I'm writing my term paper on the 2008 AP U.S History topic. which is:
"Analyze the social, political, and economic tensions heightened by the Vietnam War. Focus your attention on the period 1964-1975."

I'm quite stuck, to be honest, and my paper is due Monday.
I've decided to focus my attention on things like The Gulf of Tonkin affair (and how LBJ used the "phantom" attack as an excuse to escalate the war and receive something of a "blank check" from Congress). My analyzation of the ways it heightened political tensions is because Johnson didn't ever really evaluate the situation overseas himself, and instead continued with Kennedy's policies. Having The Gulf of Tonkin affair be the first step toward complete involvement angered those who were against "assisting" in South Vietnam to begin with.

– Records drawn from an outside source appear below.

/// Maximum signaling payload size (64KB)
pub const MAX_SIGNALING_MESSAGE_SIZE: usize = 64 * 1024;

/// Maximum identifier length (user, conversation)
pub const MAX_ID_LENGTH: usize = 256;

/// Maximum SDP string length
pub const MAX_SDP_LENGTH: usize = 32 * 1024;

/// Maximum ICE candidate string length
pub const MAX_CANDIDATE_LENGTH: usize = 4 * 1024;

/// Signaling errors
#[derive(Error, Debug, Clone, PartialEq, Eq)]
pub enum SignalingError {
    /// Channel is not connected
    #[error("Signaling channel not connected")]
    NotConnected,

    /// The channel failed to send or receive
    #[error("Channel error: {0}")]
    Channel(String),

    /// Event name is not part of the protocol
    #[error("Unknown signaling event: {0}")]
    UnknownEvent(String),

    /// Payload does not have the expected shape
    #[error("Malformed {event} payload: {reason}")]
    Malformed {
        /// Event name
        event: String,
        /// What was wrong
        reason: String,
    },

    /// Outbound signal could not be encoded
    #[error("Encode error: {0}")]
    Encode(String),
}

/// One named event as it travels on the channel
#[derive(Debug, Clone, PartialEq, Serialize, Deserialize)]
pub struct RawSignal {
    /// Event name
    pub event: String,
    /// JSON payload
    pub payload: serde_json::Value,
}

impl RawSignal {
    /// Create a raw signal
    pub fn new(event: impl Into<String>, payload: serde_json::Value) -> Self {
        Self {
            event: event.into(),
            payload,
        }
    }
}

/// Connection state of the signaling channel
#[derive(Debug, Clone, Copy, PartialEq, Eq, Serialize, Deserialize)]
pub enum ChannelState {
    /// Initial connect in progress
    Connecting,
    /// Connected
    Connected,
    /// Lost connection, reconnecting
    Reconnecting,
    /// Not connected
    Disconnected,
}

impl ChannelState {
    /// Whether sends are expected to succeed
    pub fn can_send(&self) -> bool {
        matches!(self, Self::Connected)
    }
}

/// Persistent bidirectional named-event connection to the signaling server
///
/// Implement this for your realtime transport (websocket hub, message bus,
/// etc.). Implementations must preserve per-conversation delivery order;
/// the call engine does not reorder.
#[async_trait]
pub trait SignalingChannel: Send + Sync + 'static {
    /// Channel error type
    type Error: std::error::Error + Send + Sync + 'static;

    /// Send one event
    async fn send(&self, signal: RawSignal) -> Result<(), Self::Error>;

    /// Receive the next event, `None` once the channel is closed for good
    async fn receive(&self) -> Result<Option<RawSignal>, Self::Error>;

    /// Current connection state
    fn connection_state(&self) -> ChannelState;
}

/// Signals sent by the call engine
#[derive(Debug, Clone, PartialEq, Serialize, Deserialize)]
#[serde(tag = "event", content = "payload", rename_all_fields = "camelCase")]
pub enum OutboundSignal {
    /// Ring the target
    StartCall {
        /// Conversation
        conversation_id: ConversationId,
        /// Who to call
        target_user_id: UserId,
        /// Audio or video
        #[serde(rename = "callType")]
        media_kind: MediaKind,
        /// Call identifier
        call_id: CallId,
    },
    /// Local offer, candidates included
    SendOffer {
        /// Conversation
        conversation_id: ConversationId,
        /// Recipient
        target_user_id: UserId,
        /// The offer
        description: SessionDescription,
        /// Call identifier
        call_id: CallId,
    },
    /// Local answer, candidates included
    SendAnswer {
        /// Conversation
        conversation_id: ConversationId,
        /// Recipient
        target_user_id: UserId,
        /// The answer
        description: SessionDescription,
        /// Call identifier
        call_id: CallId,
    },
    /// Trickled local candidate
    SendIceCandidate {
        /// Conversation
        conversation_id: ConversationId,
        /// Recipient
        target_user_id: UserId,
        /// The candidate
        candidate: IceCandidate,
        /// Call identifier
        call_id: CallId,
    },
    /// Accept an incoming call
    AcceptCall {
        /// Conversation
        conversation_id: ConversationId,
        /// Who called
        caller_id: UserId,
        /// Call identifier
        call_id: CallId,
    },
    /// Reject an incoming call
    RejectCall {
        /// Conversation
        conversation_id: ConversationId,
        /// Who called
        caller_id: UserId,
        /// Optional reason
        reason: Option<String>,
        /// Call identifier, absent when the server never told us one
        #[serde(default, skip_serializing_if = "Option::is_none")]
        call_id: Option<CallId>,
    },
    /// End or cancel a call
    EndCall {
        /// Conversation
        conversation_id: ConversationId,
        /// Reason
        reason: String,
        /// Call identifier
        call_id: CallId,
    },
    /// Local microphone muted or unmuted
    ToggleAudio {
        /// Conversation
        conversation_id: ConversationId,
        /// Muted
        muted: bool,
    },
    /// Local camera enabled or disabled
    ToggleVideo {
        /// Conversation
        conversation_id: ConversationId,
        /// Enabled
        enabled: bool,
    },
}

But I don't know if this counts as analyzation in the least. The hardest thing for me to realize was that one little word, "heightened", has had a great effect on the way I need to write this paper. That means to me, that there were issues before the War, and things (such as LBJ needing to balance Great Society and the War effort leading to less success of programs like Medicaid) that made worse the resentment of the war and angered those who could have benefitted most from the programs.

I'm afraid though, that I'm just retelling what happened, and not analyzing anything. Do you have any insight?
Thanks for your time, and any advice would be awesome. Bless you if you've made it throuh my senselelss mess.